• **The data**:
|---|

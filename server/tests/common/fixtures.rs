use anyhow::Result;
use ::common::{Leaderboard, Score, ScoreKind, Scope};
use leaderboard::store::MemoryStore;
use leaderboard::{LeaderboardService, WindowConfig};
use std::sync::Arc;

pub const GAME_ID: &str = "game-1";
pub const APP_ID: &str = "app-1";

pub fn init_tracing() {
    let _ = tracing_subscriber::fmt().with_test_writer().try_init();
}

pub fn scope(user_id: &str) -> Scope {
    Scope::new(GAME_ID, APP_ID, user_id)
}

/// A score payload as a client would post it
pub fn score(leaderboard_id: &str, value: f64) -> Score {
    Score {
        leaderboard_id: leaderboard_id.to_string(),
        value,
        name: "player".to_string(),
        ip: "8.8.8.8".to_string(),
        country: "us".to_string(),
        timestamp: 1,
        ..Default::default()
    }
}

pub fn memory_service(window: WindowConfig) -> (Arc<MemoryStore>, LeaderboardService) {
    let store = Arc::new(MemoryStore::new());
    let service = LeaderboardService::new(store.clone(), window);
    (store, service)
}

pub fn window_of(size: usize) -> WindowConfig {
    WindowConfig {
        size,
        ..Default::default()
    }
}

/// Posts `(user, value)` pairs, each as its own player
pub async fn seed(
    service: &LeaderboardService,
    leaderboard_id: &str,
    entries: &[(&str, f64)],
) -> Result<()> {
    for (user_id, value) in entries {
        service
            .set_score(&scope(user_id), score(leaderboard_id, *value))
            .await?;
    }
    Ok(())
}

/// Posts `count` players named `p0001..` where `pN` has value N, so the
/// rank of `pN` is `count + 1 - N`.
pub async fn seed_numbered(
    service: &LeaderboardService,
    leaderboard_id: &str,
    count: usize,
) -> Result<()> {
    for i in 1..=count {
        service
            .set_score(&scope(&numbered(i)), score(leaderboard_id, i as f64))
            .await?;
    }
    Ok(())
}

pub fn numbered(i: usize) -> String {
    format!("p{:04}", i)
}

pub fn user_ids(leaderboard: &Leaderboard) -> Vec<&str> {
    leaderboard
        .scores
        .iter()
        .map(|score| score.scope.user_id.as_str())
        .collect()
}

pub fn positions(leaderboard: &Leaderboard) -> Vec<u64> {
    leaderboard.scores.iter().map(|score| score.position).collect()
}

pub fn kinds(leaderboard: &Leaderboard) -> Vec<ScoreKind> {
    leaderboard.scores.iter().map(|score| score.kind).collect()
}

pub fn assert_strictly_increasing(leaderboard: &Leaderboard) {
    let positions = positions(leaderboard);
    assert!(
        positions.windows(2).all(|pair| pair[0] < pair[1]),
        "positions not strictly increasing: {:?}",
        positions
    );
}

|---|

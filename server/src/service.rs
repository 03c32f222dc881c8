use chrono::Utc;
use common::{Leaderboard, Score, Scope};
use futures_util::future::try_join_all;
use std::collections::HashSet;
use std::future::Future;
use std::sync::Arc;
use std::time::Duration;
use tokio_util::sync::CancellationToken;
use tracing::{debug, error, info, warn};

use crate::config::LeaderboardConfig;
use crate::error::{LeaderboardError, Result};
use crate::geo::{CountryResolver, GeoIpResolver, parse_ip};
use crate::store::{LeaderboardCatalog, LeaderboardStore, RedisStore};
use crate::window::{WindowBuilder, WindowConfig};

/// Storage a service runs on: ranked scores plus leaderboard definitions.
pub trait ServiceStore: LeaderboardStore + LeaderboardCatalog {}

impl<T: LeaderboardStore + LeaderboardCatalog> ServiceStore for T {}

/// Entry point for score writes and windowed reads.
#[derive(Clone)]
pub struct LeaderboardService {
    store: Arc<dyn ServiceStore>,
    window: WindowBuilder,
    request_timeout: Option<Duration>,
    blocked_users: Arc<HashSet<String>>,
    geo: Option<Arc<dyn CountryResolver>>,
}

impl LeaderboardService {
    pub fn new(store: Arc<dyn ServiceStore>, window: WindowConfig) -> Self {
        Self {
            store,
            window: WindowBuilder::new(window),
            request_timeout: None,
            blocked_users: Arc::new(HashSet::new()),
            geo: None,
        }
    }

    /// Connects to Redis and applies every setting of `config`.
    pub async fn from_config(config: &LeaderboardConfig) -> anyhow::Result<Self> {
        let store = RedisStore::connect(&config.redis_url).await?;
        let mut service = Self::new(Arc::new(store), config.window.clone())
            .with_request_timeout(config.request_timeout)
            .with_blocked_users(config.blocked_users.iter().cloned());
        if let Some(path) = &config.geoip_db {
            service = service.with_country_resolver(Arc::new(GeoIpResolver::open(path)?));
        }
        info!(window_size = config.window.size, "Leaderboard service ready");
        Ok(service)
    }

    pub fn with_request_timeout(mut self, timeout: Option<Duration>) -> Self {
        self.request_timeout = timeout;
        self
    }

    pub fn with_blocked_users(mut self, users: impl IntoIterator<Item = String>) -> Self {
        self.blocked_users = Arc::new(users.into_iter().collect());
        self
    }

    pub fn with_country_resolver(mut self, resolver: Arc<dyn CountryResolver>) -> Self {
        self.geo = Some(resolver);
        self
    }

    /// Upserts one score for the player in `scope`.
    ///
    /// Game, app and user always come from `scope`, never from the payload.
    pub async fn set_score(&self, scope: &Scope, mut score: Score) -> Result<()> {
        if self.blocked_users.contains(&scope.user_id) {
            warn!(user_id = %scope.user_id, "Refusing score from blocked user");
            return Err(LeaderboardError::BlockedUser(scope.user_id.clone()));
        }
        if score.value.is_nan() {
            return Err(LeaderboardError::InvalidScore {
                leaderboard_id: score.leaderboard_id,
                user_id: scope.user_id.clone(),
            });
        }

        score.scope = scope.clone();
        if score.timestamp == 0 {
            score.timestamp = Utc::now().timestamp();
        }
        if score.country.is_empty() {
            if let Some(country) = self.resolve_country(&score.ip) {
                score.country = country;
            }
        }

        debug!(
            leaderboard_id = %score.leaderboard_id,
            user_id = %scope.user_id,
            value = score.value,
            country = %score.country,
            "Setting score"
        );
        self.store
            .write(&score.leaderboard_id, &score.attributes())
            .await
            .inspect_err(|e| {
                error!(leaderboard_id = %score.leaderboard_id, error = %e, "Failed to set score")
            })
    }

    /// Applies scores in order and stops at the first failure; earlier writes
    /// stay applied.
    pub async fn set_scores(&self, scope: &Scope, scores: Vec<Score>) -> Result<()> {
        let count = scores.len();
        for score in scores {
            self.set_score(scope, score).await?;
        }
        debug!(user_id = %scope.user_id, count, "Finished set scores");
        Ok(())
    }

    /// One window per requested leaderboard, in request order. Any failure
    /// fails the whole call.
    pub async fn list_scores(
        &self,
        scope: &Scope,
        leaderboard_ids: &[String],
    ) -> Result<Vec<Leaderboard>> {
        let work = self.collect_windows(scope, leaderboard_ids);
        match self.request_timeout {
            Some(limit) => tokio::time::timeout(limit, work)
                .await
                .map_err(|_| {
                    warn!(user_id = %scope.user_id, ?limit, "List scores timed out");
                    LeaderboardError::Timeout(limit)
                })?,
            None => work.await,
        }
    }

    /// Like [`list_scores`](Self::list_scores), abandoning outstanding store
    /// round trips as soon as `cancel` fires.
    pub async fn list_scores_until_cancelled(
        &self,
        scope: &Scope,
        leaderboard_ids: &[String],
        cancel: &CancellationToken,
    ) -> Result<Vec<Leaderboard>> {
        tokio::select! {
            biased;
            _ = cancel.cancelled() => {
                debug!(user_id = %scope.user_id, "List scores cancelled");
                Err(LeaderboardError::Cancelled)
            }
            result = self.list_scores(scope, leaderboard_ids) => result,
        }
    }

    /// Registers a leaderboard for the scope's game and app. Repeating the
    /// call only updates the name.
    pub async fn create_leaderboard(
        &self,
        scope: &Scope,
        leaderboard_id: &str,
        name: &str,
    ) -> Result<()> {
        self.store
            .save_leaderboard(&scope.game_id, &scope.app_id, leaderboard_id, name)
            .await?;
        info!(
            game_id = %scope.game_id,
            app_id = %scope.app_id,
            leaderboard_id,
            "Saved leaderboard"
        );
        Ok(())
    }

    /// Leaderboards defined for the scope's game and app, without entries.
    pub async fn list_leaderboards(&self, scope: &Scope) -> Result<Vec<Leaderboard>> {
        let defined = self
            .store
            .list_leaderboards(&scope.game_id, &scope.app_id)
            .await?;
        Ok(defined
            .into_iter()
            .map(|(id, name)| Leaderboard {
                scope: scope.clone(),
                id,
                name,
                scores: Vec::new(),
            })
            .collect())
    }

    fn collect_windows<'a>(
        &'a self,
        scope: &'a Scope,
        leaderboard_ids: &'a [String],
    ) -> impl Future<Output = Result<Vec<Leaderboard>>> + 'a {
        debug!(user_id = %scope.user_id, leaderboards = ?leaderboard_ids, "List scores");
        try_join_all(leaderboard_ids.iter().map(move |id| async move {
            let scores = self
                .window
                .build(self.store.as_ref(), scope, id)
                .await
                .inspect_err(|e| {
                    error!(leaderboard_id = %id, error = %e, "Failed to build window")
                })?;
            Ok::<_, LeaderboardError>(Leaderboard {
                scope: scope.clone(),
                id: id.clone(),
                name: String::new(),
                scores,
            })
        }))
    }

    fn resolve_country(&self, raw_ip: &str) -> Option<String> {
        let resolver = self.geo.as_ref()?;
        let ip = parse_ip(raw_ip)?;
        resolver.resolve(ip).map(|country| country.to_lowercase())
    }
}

|---|

From the entries above, write out only the lines starting at the line that holds "use crate::config::LeaderboardConfig;" and ending at the line that holds "pub trait ServiceStore: LeaderboardStore", keeping both and matching them exactly.

• **Task result**:
use crate::config::LeaderboardConfig;
use crate::error::{LeaderboardError, Result};
use crate::geo::{CountryResolver, GeoIpResolver, parse_ip};
use crate::store::{LeaderboardCatalog, LeaderboardStore, RedisStore};
use crate::window::{WindowBuilder, WindowConfig};

/// Storage a service runs on: ranked scores plus leaderboard definitions.
pub trait ServiceStore: LeaderboardStore + LeaderboardCatalog {}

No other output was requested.